Most of the wall will be rebuilt, except for a 9-foot portion where utilities are attached; that section will be restored. The construction, which began in June and is scheduled to finish in March 2021, is considered part of the $225 million San Pedro Creek Culture Park project.
The Spanish Governor’s Palace, located behind City Hall, was constructed in 1722 by Marquis de San Miguel de Aguayo, who served as governor of Coahuila and Texas. The building housed government and religious officials during the early settlement of this region.
The palace backs up to San Pedro Creek, which once served as a water source for early settlers in this region. From the 1920s through the ‘70s, the city began channeling and paving over parts of natural waterways in an effort to control flooding. The San Pedro Creek Park project is intended to address flood control while beautifying and expanding the creek.
Unlike the original, the new wall will include four wrought metal windows and a Mahogany gate. Architects aimed for a new sense of continuity between the palace and San Pedro Creek. During the process, it was decided the city should reuse the wrought metal slide bar latch from the original gate on the new structure.
“We’ll always look at anything we can do to salvage original material,” Swain said.
The new concrete wall will be plastered white to match the rest of the building so the finished structure remains consistent with the landmark’s facade.
The palace facade and entrance, and the captain’s offices, are original.
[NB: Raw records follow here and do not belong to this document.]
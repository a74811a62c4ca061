pub mod cache;
pub mod config;
pub mod fs;
pub mod http;
pub mod metrics;
pub mod mime;
pub mod rdma;

pub use cache::{CacheEntry, LruCache};
pub use config::Config;
pub use metrics::{metrics, Metrics};
pub use mime::{mime_type, mime_type_for};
Over the years, the palace was expanded twice, once during the late 1700s and again by the City of San Antonio in the 1930s, when a model kitchen, children’s bedroom and a perimeter wall were added. The site is now used to host events and educational tours about Texas during the Spanish Colonial era.
The wall being reconstructed surrounds the main courtyard of the palace. Patti Zaiontz, president of The Conservation Society of San Antonio, noted it was originally constructed during the 1930s restoration and therefore is not part of the original building structure.
The wall “was not built at the same time as the Governor’s Palace itself, therefore it’s not part of the historic designation of the property,” Zaiontz said.
The Conservation Society reviewed and approved the design of the wall, and agrees that the changes will add to the experience of people visiting the revamped San Pedro Creek.
Before beginning the demolition of the wall on June 22, the World Heritage Office received approval for the construction plans from the city’s Historic and Design Review Commission (HDRC), the National Park Service, the Texas Historical Commission and the U.S. Army Corps of Engineers.
The $405,000 project is mostly funded under the city’s deferred maintenance program for fiscal year 2020.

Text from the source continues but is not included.